I don’t have all of the answers to the problems of our day, but I do know, and as our Presiding Bishop has said, “It is because we are followers of Jesus, because we follow the way of love, because we follow the way of compassion, because we follow the way of human decency and kindness that we must be passionately committed to helping refugees and displaced persons of this day.” And while that is all true, for me, it’s also deeply personal.
All of this is to say that I support refugees because my faith demands it. I support refugees because my family was welcomed and made a life here, and put their hope in each generation that followed them. And I support refugees because I am so very grateful for those that welcomed my family members who were fleeing persecution and famine so that I could be here today trying to teach people about gratitude. And, dear ones, if I am being very honest and very vulnerable, I support refugees because I am terrified of being one, terrified that we would not be welcomed, and terrified that my children might see or experience the violence and hatred that other children their same age do, compelling their families to flee home.

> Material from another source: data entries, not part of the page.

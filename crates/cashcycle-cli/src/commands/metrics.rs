use cashcycle_core::{EnvelopeError, FundamentalsSource, Screener};

use crate::cli::MetricsArgs;
use crate::error::CliError;

use super::{parse_symbols, CommandData, CommandResult};

pub async fn run<S: FundamentalsSource>(
    args: &MetricsArgs,
    screener: &Screener<S>,
) -> Result<CommandResult, CliError> {
    let symbols = parse_symbols(&args.symbols)?;

    let mut rows = Vec::with_capacity(symbols.len());
    let mut errors = Vec::new();
    for symbol in &symbols {
        match screener.evaluate(symbol).await {
            Ok(row) => rows.push(row),
            Err(error) => {
                tracing::warn!(%symbol, "{error}");
                errors.push(EnvelopeError::from_source_error(symbol, &error));
            }
        }
    }

    Ok(CommandResult::ok(CommandData::Metrics { rows }, screener.source().id()).with_errors(errors))
}
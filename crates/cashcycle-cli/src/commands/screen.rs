use cashcycle_core::{
    export_csv, EnvelopeError, FundamentalsSource, HttpClient, Screener, SkipReason, TickerSource,
};

use crate::cli::ScreenArgs;
use crate::error::CliError;

use super::{CommandData, CommandResult, SkippedRow};

pub async fn run<S: FundamentalsSource>(
    args: &ScreenArgs,
    tickers: &TickerSource,
    screener: &Screener<S>,
    http_client: &dyn HttpClient,
) -> Result<CommandResult, CliError> {
    let symbols = tickers.resolve(http_client, args.limit).await?;
    tracing::info!(tickers = symbols.len(), "starting screen");

    let report = screener.run(&symbols).await;
    export_csv(&report.rows, &args.output)?;

    let errors = report
        .skipped
        .iter()
        .filter(|skipped| matches!(skipped.reason, SkipReason::FetchFailed(_)))
        .map(EnvelopeError::from_skipped)
        .collect::<Vec<_>>();

    let data = CommandData::Screen {
        skipped: report.skipped.iter().map(SkippedRow::from).collect(),
        rows: report.rows,
        output: args.output.clone(),
    };
    Ok(CommandResult::ok(data, screener.source().id()).with_errors(errors))
}
use std::time::Duration;

use crate::retry::{Backoff, RetryConfig};

/// Rate quota and retry behaviour for one upstream provider.
#[derive(Debug, Clone, PartialEq)]
pub struct ProviderPolicy {
    pub provider: &'static str,
    pub quota_window: Duration,
    pub quota_limit: u32,
    pub retry: RetryConfig,
}

impl ProviderPolicy {
    /// Alpha Vantage free tier: 5 calls per minute.
    pub fn alphavantage_default() -> Self {
        Self::alphavantage_per_minute(5)
    }

    /// Alpha Vantage with a custom per-minute allowance (premium keys).
    pub fn alphavantage_per_minute(calls_per_minute: u32) -> Self {
        Self {
            provider: "alphavantage",
            quota_window: Duration::from_secs(60),
            quota_limit: calls_per_minute.max(1),
            retry: RetryConfig {
                max_retries: 3,
                backoff: Backoff::Exponential {
                    base: Duration::from_secs(1),
                    factor: 2.0,
                    max: Duration::from_secs(60),
                    jitter: true,
                },
                ..RetryConfig::default()
            },
        }
    }

    /// Wikipedia page fetches for the ticker universe.
    pub fn wikipedia_default() -> Self {
        Self {
            provider: "wikipedia",
            quota_window: Duration::from_secs(1),
            quota_limit: 10,
            retry: RetryConfig::exponential(2),
        }
    }
}
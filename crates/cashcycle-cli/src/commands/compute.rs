use cashcycle_core::{compute_metrics, FinancialSnapshot};

use crate::cli::ComputeArgs;

use super::{CommandData, CommandResult};

pub fn run(args: &ComputeArgs) -> CommandResult {
    let input = FinancialSnapshot {
        revenue: args.revenue,
        cost_of_goods_sold: args.cogs,
        accounts_receivable: args.receivables,
        inventory: args.inventory,
        accounts_payable: args.payables,
    };
    let metrics = compute_metrics(&input);

    let missing = input.missing_fields();
    let result = CommandResult::ok(CommandData::Compute { input, metrics }, "offline");
    if missing.is_empty() {
        result
    } else {
        result.with_warning(format!("missing figures: {}", missing.join(", ")))
    }
}
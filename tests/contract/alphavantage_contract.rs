//! Contract tests for the Alpha Vantage adapter.
//!
//! Each test scripts the raw HTTP exchange with canned provider payloads and
//! checks what the adapter exposes through the `FundamentalsSource` trait.

use std::collections::VecDeque;
use std::future::Future;
use std::pin::Pin;
use std::sync::{Arc, Mutex};
use std::time::Duration;

use cashcycle_core::{
    AlphaVantageAdapter, AlphaVantageConfig, FundamentalsSource, HttpClient, HttpError,
    HttpRequest, HttpResponse, ReportingPeriod, RetryConfig, SourceErrorKind, Symbol,
    ThrottlingQueue,
};
use serde_json::{json, Value};

// =============================================================================
// Test doubles
// =============================================================================

#[derive(Default)]
struct RecordingHttpClient {
    responses: Mutex<VecDeque<Result<HttpResponse, HttpError>>>,
    requests: Mutex<Vec<HttpRequest>>,
}

impl RecordingHttpClient {
    fn scripted(responses: Vec<Result<HttpResponse, HttpError>>) -> Arc<Self> {
        Arc::new(Self {
            responses: Mutex::new(responses.into()),
            requests: Mutex::new(Vec::new()),
        })
    }

    fn requests(&self) -> Vec<HttpRequest> {
        self.requests.lock().expect("request log").clone()
    }
}

impl HttpClient for RecordingHttpClient {
    fn execute<'a>(
        &'a self,
        request: HttpRequest,
    ) -> Pin<Box<dyn Future<Output = Result<HttpResponse, HttpError>> + Send + 'a>> {
        self.requests.lock().expect("request log").push(request);
        let next = self
            .responses
            .lock()
            .expect("script")
            .pop_front()
            .unwrap_or_else(|| Err(HttpError::non_retryable("no scripted response left")));
        Box::pin(async move { next })
    }
}

fn adapter(client: Arc<RecordingHttpClient>) -> AlphaVantageAdapter {
    let mut config = AlphaVantageConfig::default()
        .with_api_key("contract-key")
        .with_base_url("http://alphavantage.test/query")
        .expect("valid base url")
        .with_timeout_ms(2_500);
    config.policy.retry = RetryConfig::fixed(Duration::ZERO, 1);

    AlphaVantageAdapter::with_http_client(client, config)
        .with_throttling(ThrottlingQueue::unlimited())
}
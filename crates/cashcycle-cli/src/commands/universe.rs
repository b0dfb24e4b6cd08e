use cashcycle_core::{HttpClient, TickerSource};

use crate::cli::UniverseArgs;
use crate::error::CliError;

use super::{ticker_source_label, CommandData, CommandResult};

pub async fn run(
    args: &UniverseArgs,
    tickers: &TickerSource,
    http_client: &dyn HttpClient,
) -> Result<CommandResult, CliError> {
    let symbols = tickers.resolve(http_client, args.limit).await?;

    Ok(CommandResult::ok(
        CommandData::Universe {
            count: symbols.len(),
            symbols,
        },
        ticker_source_label(tickers),
    ))
}
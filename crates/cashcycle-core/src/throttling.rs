use std::num::NonZeroU32;
use std::sync::Arc;
use std::time::Duration;

use governor::clock::{Clock, DefaultClock};
use governor::state::direct::NotKeyed;
use governor::state::InMemoryState;
use governor::{Quota, RateLimiter};

use crate::provider_policy::ProviderPolicy;

type DirectRateLimiter = RateLimiter<NotKeyed, InMemoryState, DefaultClock>;

/// Shared call budget for one provider.
///
/// Clones share the same budget, so the adapter and anything it hands the
/// queue to draw from one quota.
#[derive(Clone)]
pub struct ThrottlingQueue {
    limiter: Arc<DirectRateLimiter>,
    clock: DefaultClock,
}

impl std::fmt::Debug for ThrottlingQueue {
    fn fmt(&self, f: &mut std::fmt::Formatter<'_>) -> std::fmt::Result {
        f.debug_struct("ThrottlingQueue").finish_non_exhaustive()
    }
}

impl ThrottlingQueue {
    pub fn new(quota_window: Duration, quota_limit: u32) -> Self {
        Self {
            limiter: Arc::new(RateLimiter::direct(quota_from_window(
                quota_window,
                quota_limit,
            ))),
            clock: DefaultClock::default(),
        }
    }

    pub fn from_policy(policy: &ProviderPolicy) -> Self {
        Self::new(policy.quota_window, policy.quota_limit)
    }

    /// Budget large enough to never throttle; for offline runs and tests.
    pub fn unlimited() -> Self {
        Self::new(Duration::from_millis(1), u32::MAX)
    }

    /// Takes one call from the budget, or returns how long until one frees up.
    pub fn try_acquire(&self) -> Result<(), Duration> {
        self.limiter
            .check()
            .map_err(|not_until| not_until.wait_time_from(self.clock.now()))
    }

    /// Waits until the budget allows one more call, then takes it.
    pub async fn wait(&self) {
        if let Err(delay) = self.try_acquire() {
            tracing::debug!(delay_ms = delay.as_millis() as u64, "rate budget exhausted, waiting");
            self.limiter.until_ready().await;
        }
    }
}

fn quota_from_window(quota_window: Duration, quota_limit: u32) -> Quota {
    let burst = NonZeroU32::new(quota_limit.max(1)).unwrap_or(NonZeroU32::MIN);

    let seconds_per_cell = (quota_window.as_secs_f64() / f64::from(burst.get())).max(0.000_001);
    let period = Duration::from_secs_f64(seconds_per_cell);

    Quota::with_period(period)
        .unwrap_or_else(|| Quota::per_second(burst))
        .allow_burst(burst)
}

#[cfg(test)]
mod tests {
    use super::*;

    #[test]
    fn refuses_calls_beyond_the_burst() {
        let queue = ThrottlingQueue::new(Duration::from_secs(60), 2);

        assert!(queue.try_acquire().is_ok());
        assert!(queue.try_acquire().is_ok());

        let delay = queue.try_acquire().expect_err("third call should be throttled");
        assert!(delay > Duration::from_secs(25), "delay was {delay:?}");
        assert!(delay <= Duration::from_secs(30), "delay was {delay:?}");
    }

    #[test]
    fn clones_share_one_budget() {
        let queue = ThrottlingQueue::new(Duration::from_secs(60), 1);
        let clone = queue.clone();

        assert!(queue.try_acquire().is_ok());
        assert!(clone.try_acquire().is_err());
    }

    #[tokio::test]
    async fn unlimited_queue_never_blocks() {
        let queue = ThrottlingQueue::unlimited();
        for _ in 0..1_000 {
            queue.wait().await;
        }
    }
}
use std::fmt::{Display, Formatter};
use std::str::FromStr;

use serde::{Deserialize, Serialize};

use crate::ValidationError;

/// Which report a snapshot is taken from.
///
/// Both periods are converted to days with the same 365-day factor; a
/// quarterly snapshot therefore reads as an annualised day count.
#[derive(Debug, Clone, Copy, PartialEq, Eq, Hash, Default, Serialize, Deserialize)]
#[serde(rename_all = "snake_case")]
pub enum ReportingPeriod {
    /// Latest fiscal year.
    #[default]
    Annual,
    /// Most recent reported quarter.
    Quarterly,
}

impl ReportingPeriod {
    pub const fn as_str(self) -> &'static str {
        match self {
            Self::Annual => "annual",
            Self::Quarterly => "quarterly",
        }
    }
}

impl Display for ReportingPeriod {
    fn fmt(&self, f: &mut Formatter<'_>) -> std::fmt::Result {
        f.write_str(self.as_str())
    }
}

impl FromStr for ReportingPeriod {
    type Err = ValidationError;

    fn from_str(value: &str) -> Result<Self, Self::Err> {
        match value.trim().to_ascii_lowercase().as_str() {
            "annual" | "yearly" | "fy" => Ok(Self::Annual),
            "quarterly" | "quarter" | "mrq" => Ok(Self::Quarterly),
            other => Err(ValidationError::InvalidPeriod {
                value: other.to_owned(),
            }),
        }
    }
}
//! Bounded retries for upstream calls.
//!
//! Alpha Vantage throttling notes and transient transport failures are
//! retried with backoff; anything marked permanent returns immediately.

use std::fmt::Display;
use std::future::Future;
use std::time::Duration;

/// Wait between two attempts.
#[derive(Debug, Clone, Copy, PartialEq)]
pub enum Backoff {
    Fixed {
        delay: Duration,
    },
    /// `base * factor^attempt`, capped at `max`. With `jitter` the delay is
    /// spread uniformly over half to one and a half times that value.
    Exponential {
        base: Duration,
        factor: f64,
        max: Duration,
        jitter: bool,
    },
}

impl Default for Backoff {
    fn default() -> Self {
        Self::Exponential {
            base: Duration::from_millis(500),
            factor: 2.0,
            max: Duration::from_secs(15),
            jitter: true,
        }
    }
}

impl Backoff {
    /// Delay before retry number `attempt` (0-based).
    pub fn delay(self, attempt: u32) -> Duration {
        match self {
            Self::Fixed { delay } => delay,
            Self::Exponential {
                base,
                factor,
                max,
                jitter,
            } => {
                let exponent = i32::try_from(attempt).unwrap_or(i32::MAX);
                let seconds = base.as_secs_f64() * factor.powi(exponent);
                let capped = Duration::from_secs_f64(seconds.min(max.as_secs_f64()));

                if !jitter {
                    return capped;
                }
                let spread_ms = (capped.as_millis() / 2) as u64;
                let offset_ms = fastrand::u64(0..=spread_ms * 2);
                let total_ms = (capped.as_millis() as u64 + offset_ms).saturating_sub(spread_ms);
                Duration::from_millis(total_ms)
            }
        }
    }
}

/// Retry budget for one upstream provider.
#[derive(Debug, Clone, PartialEq)]
pub struct RetryConfig {
    /// Total attempts are `max_retries + 1`.
    pub max_retries: u32,
    pub backoff: Backoff,
    /// HTTP status codes that count as retryable upstream failures.
    pub retry_on_status: Vec<u16>,
}

impl Default for RetryConfig {
    fn default() -> Self {
        Self {
            max_retries: 3,
            backoff: Backoff::default(),
            retry_on_status: vec![408, 429, 500, 502, 503, 504],
        }
    }
}

impl RetryConfig {
    pub fn exponential(max_retries: u32) -> Self {
        Self {
            max_retries,
            ..Self::default()
        }
    }

    pub fn fixed(delay: Duration, max_retries: u32) -> Self {
        Self {
            max_retries,
            backoff: Backoff::Fixed { delay },
            ..Self::default()
        }
    }

    pub fn should_retry_status(&self, status: u16) -> bool {
        self.retry_on_status.contains(&status)
    }

    pub fn delay_for_attempt(&self, attempt: u32) -> Duration {
        self.backoff.delay(attempt)
    }
}

/// Errors that know whether repeating the call may succeed.
pub trait RetryableError {
    fn is_retryable(&self) -> bool;
}

/// Runs `operation` until it succeeds, fails permanently, or the budget is spent.
///
/// `operation` receives the 0-based attempt number.
pub async fn with_retry<T, E, F, Fut>(
    config: &RetryConfig,
    label: &str,
    mut operation: F,
) -> Result<T, E>
where
    F: FnMut(u32) -> Fut,
    Fut: Future<Output = Result<T, E>>,
    E: RetryableError + Display,
{
    let mut attempt = 0;
    loop {
        match operation(attempt).await {
            Ok(value) => return Ok(value),
            Err(error) if error.is_retryable() && attempt < config.max_retries => {
                let delay = config.delay_for_attempt(attempt);
                tracing::warn!(
                    %label,
                    attempt = attempt + 1,
                    delay_ms = delay.as_millis() as u64,
                    "{error}; retrying"
                );
                tokio::time::sleep(delay).await;
                attempt += 1;
            }
            Err(error) => return Err(error),
        }
    }
}
//! Batch screening over a ticker universe.
//!
//! The [`Screener`] walks the symbols in order, fetches one
//! [`StatementSnapshot`](crate::StatementSnapshot) per ticker, runs the ratio
//! engine and sorts each ticker into either a result row or a skip record.
//! One ticker's failure never stops the run.

use std::fmt::{Display, Formatter};

use serde::{Deserialize, Serialize};
use time::Date;

use crate::data_source::{FundamentalsSource, SourceError};
use crate::domain::report_date;
use crate::{compute_metrics, MetricResult, ReportingPeriod, Symbol};

#[derive(Debug, Clone, Copy, PartialEq, Eq, Default)]
pub struct ScreenOptions {
    pub period: ReportingPeriod,
    /// Keep rows whose metrics are only partly defined instead of skipping them.
    pub include_partial: bool,
}

/// One result row: a ticker's metrics for one period.
#[derive(Debug, Clone, PartialEq, Serialize, Deserialize)]
pub struct TickerMetrics {
    pub symbol: Symbol,
    pub period: ReportingPeriod,
    #[serde(with = "report_date::option")]
    pub fiscal_date_ending: Option<Date>,
    pub reported_currency: Option<String>,
    #[serde(flatten)]
    pub metrics: MetricResult,
}

/// Why a ticker produced no row.
#[derive(Debug, Clone, PartialEq)]
pub enum SkipReason {
    FetchFailed(SourceError),
    /// Figures that were missing or non-numeric upstream.
    MissingData(Vec<&'static str>),
    UndefinedMetrics,
}

impl SkipReason {
    /// Stable machine-readable code.
    pub fn code(&self) -> &'static str {
        match self {
            Self::FetchFailed(error) => error.kind().as_str(),
            Self::MissingData(_) => "missing_data",
            Self::UndefinedMetrics => "undefined_metrics",
        }
    }

    pub fn retryable(&self) -> bool {
        matches!(self, Self::FetchFailed(error) if error.retryable())
    }
}

impl Display for SkipReason {
    fn fmt(&self, f: &mut Formatter<'_>) -> std::fmt::Result {
        match self {
            Self::FetchFailed(error) => write!(f, "fetch failed: {error}"),
            Self::MissingData(fields) => write!(f, "missing data: {}", fields.join(", ")),
            Self::UndefinedMetrics => f.write_str("metrics undefined"),
        }
    }
}

#[derive(Debug, Clone, PartialEq)]
pub struct SkippedTicker {
    pub symbol: Symbol,
    pub reason: SkipReason,
}

/// Outcome of one screening run, rows in input order.
#[derive(Debug, Clone, PartialEq, Default)]
pub struct ScreenReport {
    pub rows: Vec<TickerMetrics>,
    pub skipped: Vec<SkippedTicker>,
}

impl ScreenReport {
    pub fn processed(&self) -> usize {
        self.rows.len() + self.skipped.len()
    }
}

#[derive(Debug, Clone)]
pub struct Screener<S> {
    source: S,
    options: ScreenOptions,
}

impl<S: FundamentalsSource> Screener<S> {
    pub fn new(source: S, options: ScreenOptions) -> Self {
        Self { source, options }
    }

    pub fn source(&self) -> &S {
        &self.source
    }

    /// Fetches and computes one ticker without applying the skip policy.
    ///
    /// Missing figures surface as undefined metrics.
    pub async fn evaluate(&self, symbol: &Symbol) -> Result<TickerMetrics, SourceError> {
        let snapshot = self.source.snapshot(symbol, self.options.period).await?;

        Ok(TickerMetrics {
            metrics: compute_metrics(&snapshot.figures),
            symbol: snapshot.symbol,
            period: snapshot.period,
            fiscal_date_ending: snapshot.fiscal_date_ending,
            reported_currency: snapshot.reported_currency,
        })
    }

    /// Screens `symbols` in order.
    ///
    /// A ticker is skipped when its statements cannot be fetched, when any
    /// figure is missing, or (unless `include_partial`) when any metric is
    /// undefined.
    pub async fn run(&self, symbols: &[Symbol]) -> ScreenReport {
        let mut report = ScreenReport::default();

        for (index, symbol) in symbols.iter().enumerate() {
            tracing::info!(%symbol, position = index + 1, total = symbols.len(), "processing");

            match self.screen_one(symbol).await {
                Ok(row) => report.rows.push(row),
                Err(reason) => {
                    tracing::warn!(%symbol, code = reason.code(), "skipping: {reason}");
                    report.skipped.push(SkippedTicker {
                        symbol: symbol.clone(),
                        reason,
                    });
                }
            }
        }

        tracing::info!(
            rows = report.rows.len(),
            skipped = report.skipped.len(),
            "screening finished"
        );
        report
    }

    async fn screen_one(&self, symbol: &Symbol) -> Result<TickerMetrics, SkipReason> {
        let snapshot = self
            .source
            .snapshot(symbol, self.options.period)
            .await
            .map_err(SkipReason::FetchFailed)?;

        if !snapshot.figures.is_complete() {
            return Err(SkipReason::MissingData(snapshot.figures.missing_fields()));
        }

        let metrics = compute_metrics(&snapshot.figures);
        let keep = if self.options.include_partial {
            !metrics.is_undefined()
        } else {
            metrics.is_complete()
        };
        if !keep {
            return Err(SkipReason::UndefinedMetrics);
        }

        Ok(TickerMetrics {
            symbol: snapshot.symbol,
            period: snapshot.period,
            fiscal_date_ending: snapshot.fiscal_date_ending,
            reported_currency: snapshot.reported_currency,
            metrics,
        })
    }
}
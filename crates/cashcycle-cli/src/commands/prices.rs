use cashcycle_core::{EnvelopeError, FundamentalsSource, Symbol};

use crate::cli::PricesArgs;
use crate::error::CliError;

use super::{CommandData, CommandResult};

pub async fn run<S: FundamentalsSource>(
    args: &PricesArgs,
    source: &S,
) -> Result<CommandResult, CliError> {
    let symbol = Symbol::parse(&args.symbol)?;
    if args.limit == 0 {
        return Err(CliError::Command(String::from(
            "--limit must be greater than zero",
        )));
    }

    let series = match source.daily_prices(&symbol, args.limit).await {
        Ok(series) => series,
        Err(error) => {
            tracing::warn!(%symbol, "{error}");
            return Ok(
                CommandResult::ok(CommandData::Prices { series: None }, source.id())
                    .with_errors(vec![EnvelopeError::from_source_error(&symbol, &error)]),
            );
        }
    };

    let available = series.len();
    let result = CommandResult::ok(
        CommandData::Prices {
            series: Some(series),
        },
        source.id(),
    );
    if available < args.limit {
        return Ok(result.with_warning(format!(
            "only {available} of {} requested trading days available",
            args.limit
        )));
    }
    Ok(result)
}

As 2018 comes to an end and we’ve finished our November gratitude challenge, Advent begins to unfold around us. This year, UTO has decided not to create an Advent program for you, but rather to share our space with Episcopal Migration Ministries so you can experience its programs and hear the stories. We’re doing this because UTO has a long commitment to supporting refugees, and refugees and EMM need our support now more than ever. Since 1980, UTO has funded 39 grants to support refugee ministries and 19 additional grants specifically to Episcopal Migration Ministries and its affiliates, which means that many of you reading this are likely in a diocese with some form of ministry supporting refugees. It is important to hear about the work EMM does on behalf of all of us during Advent because it’s the time of year we await the birth of a baby who will become a refugee to escape genocide and go on to change the world.
So this Advent, as you prepare for Christmas, we invite you to join us as we support refugees. Please share with us on our social media platforms why you support refugees. Join with us as we participate in the webinars about refugees, listen to the EMM podcast, and support EMM through prayer or donations. Help us to share the story of Jesus, a refugee, as we talk about the refugees among us now. Or simply give thanks for the immigrants and refugees in your life or for those who work to support refugees. Or give thanks for the safety of your home this Christmastime, as you pray for those whose homes are no longer safe.